● ACTIVITY: Retype, without any change, the first line of the records and every line after it through the one containing "use sqlx::MySqlPool;".

____ THE INPUT

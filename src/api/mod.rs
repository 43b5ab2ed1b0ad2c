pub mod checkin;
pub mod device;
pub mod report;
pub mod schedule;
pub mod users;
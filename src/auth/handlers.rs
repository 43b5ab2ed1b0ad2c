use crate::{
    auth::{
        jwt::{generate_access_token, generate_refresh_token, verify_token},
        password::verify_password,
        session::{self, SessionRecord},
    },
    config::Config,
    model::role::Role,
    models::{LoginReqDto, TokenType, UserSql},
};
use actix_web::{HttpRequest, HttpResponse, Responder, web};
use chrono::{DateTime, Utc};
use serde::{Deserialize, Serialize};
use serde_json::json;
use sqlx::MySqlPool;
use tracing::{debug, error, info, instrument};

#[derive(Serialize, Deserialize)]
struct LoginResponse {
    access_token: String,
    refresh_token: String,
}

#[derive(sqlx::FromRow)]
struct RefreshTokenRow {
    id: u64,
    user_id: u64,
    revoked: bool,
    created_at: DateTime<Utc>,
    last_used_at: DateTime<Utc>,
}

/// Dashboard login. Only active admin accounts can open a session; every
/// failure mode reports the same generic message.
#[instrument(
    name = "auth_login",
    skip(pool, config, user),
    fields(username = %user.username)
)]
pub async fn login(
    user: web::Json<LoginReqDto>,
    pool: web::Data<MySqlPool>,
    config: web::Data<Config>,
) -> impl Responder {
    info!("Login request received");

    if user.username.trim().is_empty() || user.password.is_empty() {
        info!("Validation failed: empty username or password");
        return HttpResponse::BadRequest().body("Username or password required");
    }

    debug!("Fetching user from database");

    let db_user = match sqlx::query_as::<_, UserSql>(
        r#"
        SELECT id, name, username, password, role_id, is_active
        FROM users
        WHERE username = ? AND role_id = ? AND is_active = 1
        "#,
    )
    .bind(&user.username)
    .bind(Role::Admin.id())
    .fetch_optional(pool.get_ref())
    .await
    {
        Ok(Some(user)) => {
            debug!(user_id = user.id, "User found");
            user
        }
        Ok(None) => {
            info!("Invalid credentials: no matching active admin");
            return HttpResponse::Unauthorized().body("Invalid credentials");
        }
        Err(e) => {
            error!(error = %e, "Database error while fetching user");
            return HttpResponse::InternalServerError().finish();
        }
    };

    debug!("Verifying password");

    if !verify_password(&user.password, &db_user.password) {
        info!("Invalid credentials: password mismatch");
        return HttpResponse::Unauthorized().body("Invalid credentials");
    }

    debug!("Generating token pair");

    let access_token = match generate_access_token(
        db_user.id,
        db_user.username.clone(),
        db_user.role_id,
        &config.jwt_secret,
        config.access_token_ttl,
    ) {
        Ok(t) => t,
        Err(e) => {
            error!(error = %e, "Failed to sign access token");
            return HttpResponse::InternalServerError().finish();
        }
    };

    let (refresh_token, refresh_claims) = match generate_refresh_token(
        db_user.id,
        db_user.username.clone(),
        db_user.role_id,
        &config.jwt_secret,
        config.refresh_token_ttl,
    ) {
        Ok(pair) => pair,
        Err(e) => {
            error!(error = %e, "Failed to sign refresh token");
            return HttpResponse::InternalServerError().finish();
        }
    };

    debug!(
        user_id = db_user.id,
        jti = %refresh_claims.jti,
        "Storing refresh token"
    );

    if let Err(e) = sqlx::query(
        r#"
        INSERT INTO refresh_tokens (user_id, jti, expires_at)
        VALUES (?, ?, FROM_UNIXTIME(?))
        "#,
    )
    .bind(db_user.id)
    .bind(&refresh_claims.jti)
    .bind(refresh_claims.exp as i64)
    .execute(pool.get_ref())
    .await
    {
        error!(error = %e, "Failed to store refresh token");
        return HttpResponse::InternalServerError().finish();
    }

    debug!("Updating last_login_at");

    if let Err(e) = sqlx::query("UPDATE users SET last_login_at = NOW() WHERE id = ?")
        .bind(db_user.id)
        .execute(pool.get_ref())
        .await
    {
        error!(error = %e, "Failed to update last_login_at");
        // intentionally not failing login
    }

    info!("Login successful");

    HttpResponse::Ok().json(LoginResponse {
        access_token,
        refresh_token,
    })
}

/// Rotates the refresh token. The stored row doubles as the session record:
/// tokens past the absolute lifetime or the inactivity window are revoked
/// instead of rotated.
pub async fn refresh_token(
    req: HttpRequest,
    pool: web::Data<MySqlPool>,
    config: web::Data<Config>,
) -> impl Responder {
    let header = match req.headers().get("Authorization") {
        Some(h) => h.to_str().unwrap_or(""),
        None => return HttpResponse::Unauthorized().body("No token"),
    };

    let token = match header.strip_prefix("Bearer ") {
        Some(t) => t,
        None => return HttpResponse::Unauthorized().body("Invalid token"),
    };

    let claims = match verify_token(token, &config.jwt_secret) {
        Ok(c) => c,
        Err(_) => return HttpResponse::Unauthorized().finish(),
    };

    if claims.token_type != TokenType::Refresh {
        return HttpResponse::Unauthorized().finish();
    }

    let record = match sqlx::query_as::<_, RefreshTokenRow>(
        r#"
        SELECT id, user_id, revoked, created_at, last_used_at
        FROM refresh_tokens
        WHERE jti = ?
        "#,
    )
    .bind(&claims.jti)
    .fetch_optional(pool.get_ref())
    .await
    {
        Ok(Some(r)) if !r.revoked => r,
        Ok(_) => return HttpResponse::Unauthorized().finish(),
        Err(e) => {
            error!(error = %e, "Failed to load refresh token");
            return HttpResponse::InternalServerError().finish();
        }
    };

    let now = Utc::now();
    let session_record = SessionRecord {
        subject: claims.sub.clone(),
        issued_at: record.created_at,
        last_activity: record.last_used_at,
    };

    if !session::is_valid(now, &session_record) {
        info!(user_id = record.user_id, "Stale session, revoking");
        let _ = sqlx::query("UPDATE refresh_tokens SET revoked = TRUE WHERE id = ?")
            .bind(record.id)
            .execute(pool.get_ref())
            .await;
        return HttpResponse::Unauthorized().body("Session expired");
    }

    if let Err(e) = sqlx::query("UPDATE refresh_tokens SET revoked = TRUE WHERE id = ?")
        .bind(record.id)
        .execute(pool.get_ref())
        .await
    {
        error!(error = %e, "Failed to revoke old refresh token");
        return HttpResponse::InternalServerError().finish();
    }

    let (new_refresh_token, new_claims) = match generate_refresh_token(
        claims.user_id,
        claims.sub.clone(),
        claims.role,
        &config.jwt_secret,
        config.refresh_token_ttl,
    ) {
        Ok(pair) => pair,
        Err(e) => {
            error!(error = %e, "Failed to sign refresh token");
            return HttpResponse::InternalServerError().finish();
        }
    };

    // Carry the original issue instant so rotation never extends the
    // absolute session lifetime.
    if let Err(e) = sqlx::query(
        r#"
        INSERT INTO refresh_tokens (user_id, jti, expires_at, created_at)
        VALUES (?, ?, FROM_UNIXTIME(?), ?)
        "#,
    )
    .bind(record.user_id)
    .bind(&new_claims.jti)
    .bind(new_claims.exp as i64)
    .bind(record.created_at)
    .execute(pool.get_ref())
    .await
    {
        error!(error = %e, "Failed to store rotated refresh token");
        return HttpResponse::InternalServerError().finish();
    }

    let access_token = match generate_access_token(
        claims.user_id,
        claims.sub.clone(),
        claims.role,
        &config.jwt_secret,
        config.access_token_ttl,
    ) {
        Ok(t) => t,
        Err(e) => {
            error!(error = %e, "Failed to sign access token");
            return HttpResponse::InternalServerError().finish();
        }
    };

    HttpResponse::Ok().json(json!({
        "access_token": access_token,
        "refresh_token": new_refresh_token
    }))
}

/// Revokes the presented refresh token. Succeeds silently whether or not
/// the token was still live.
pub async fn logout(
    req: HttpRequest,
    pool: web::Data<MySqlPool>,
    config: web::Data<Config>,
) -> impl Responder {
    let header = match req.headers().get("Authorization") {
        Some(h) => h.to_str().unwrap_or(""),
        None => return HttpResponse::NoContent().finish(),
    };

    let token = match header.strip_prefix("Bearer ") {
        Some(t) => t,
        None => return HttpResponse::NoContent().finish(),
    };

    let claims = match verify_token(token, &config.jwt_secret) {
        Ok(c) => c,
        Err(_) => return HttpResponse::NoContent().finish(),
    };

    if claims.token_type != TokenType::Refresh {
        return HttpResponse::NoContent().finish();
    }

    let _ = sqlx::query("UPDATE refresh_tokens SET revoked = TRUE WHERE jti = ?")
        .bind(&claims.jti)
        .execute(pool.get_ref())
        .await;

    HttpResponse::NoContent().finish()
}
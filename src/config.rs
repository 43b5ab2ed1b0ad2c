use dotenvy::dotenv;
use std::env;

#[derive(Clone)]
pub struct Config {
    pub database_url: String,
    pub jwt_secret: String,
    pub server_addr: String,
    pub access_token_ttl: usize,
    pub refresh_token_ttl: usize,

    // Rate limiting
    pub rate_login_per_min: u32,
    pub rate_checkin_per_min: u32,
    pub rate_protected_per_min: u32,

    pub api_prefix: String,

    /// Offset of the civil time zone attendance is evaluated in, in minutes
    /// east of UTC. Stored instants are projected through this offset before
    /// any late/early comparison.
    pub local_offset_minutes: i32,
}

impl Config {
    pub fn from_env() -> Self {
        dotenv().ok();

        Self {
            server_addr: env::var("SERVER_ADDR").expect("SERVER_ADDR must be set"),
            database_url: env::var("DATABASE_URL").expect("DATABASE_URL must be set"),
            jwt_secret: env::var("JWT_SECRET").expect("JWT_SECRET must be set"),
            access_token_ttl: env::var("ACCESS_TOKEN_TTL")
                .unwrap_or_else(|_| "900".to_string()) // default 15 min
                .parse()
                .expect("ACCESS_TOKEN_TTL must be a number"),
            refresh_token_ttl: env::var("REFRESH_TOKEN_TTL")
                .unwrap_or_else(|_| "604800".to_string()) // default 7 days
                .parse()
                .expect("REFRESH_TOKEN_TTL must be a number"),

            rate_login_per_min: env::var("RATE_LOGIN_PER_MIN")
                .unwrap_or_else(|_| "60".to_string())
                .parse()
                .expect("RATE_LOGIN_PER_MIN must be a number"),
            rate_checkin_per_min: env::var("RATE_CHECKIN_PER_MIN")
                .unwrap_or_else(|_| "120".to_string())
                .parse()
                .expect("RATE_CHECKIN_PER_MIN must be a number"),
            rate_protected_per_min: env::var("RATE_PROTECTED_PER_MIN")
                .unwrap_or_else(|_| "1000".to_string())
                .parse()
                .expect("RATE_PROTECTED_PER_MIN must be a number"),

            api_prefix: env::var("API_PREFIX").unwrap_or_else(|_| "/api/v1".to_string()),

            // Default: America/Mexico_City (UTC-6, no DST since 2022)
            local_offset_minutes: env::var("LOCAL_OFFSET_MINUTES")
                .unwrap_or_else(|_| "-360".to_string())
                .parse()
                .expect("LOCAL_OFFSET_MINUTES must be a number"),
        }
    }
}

________

● REPLY:
filename src/api/mod.rs
repository 43b5ab2ed1b0ad2c
pub mod checkin;
pub mod device;
pub mod report;
pub mod schedule;
pub mod users;
filename src/auth/handlers.rs
repository 43b5ab2ed1b0ad2c
use crate::{
    auth::{
        jwt::{generate_access_token, generate_refresh_token, verify_token},
        password::verify_password,
        session::{self, SessionRecord},
    },
    config::Config,
    model::role::Role,
    models::{LoginReqDto, TokenType, UserSql},
};
use actix_web::{HttpRequest, HttpResponse, Responder, web};
use chrono::{DateTime, Utc};
use serde::{Deserialize, Serialize};
use serde_json::json;
use sqlx::MySqlPool;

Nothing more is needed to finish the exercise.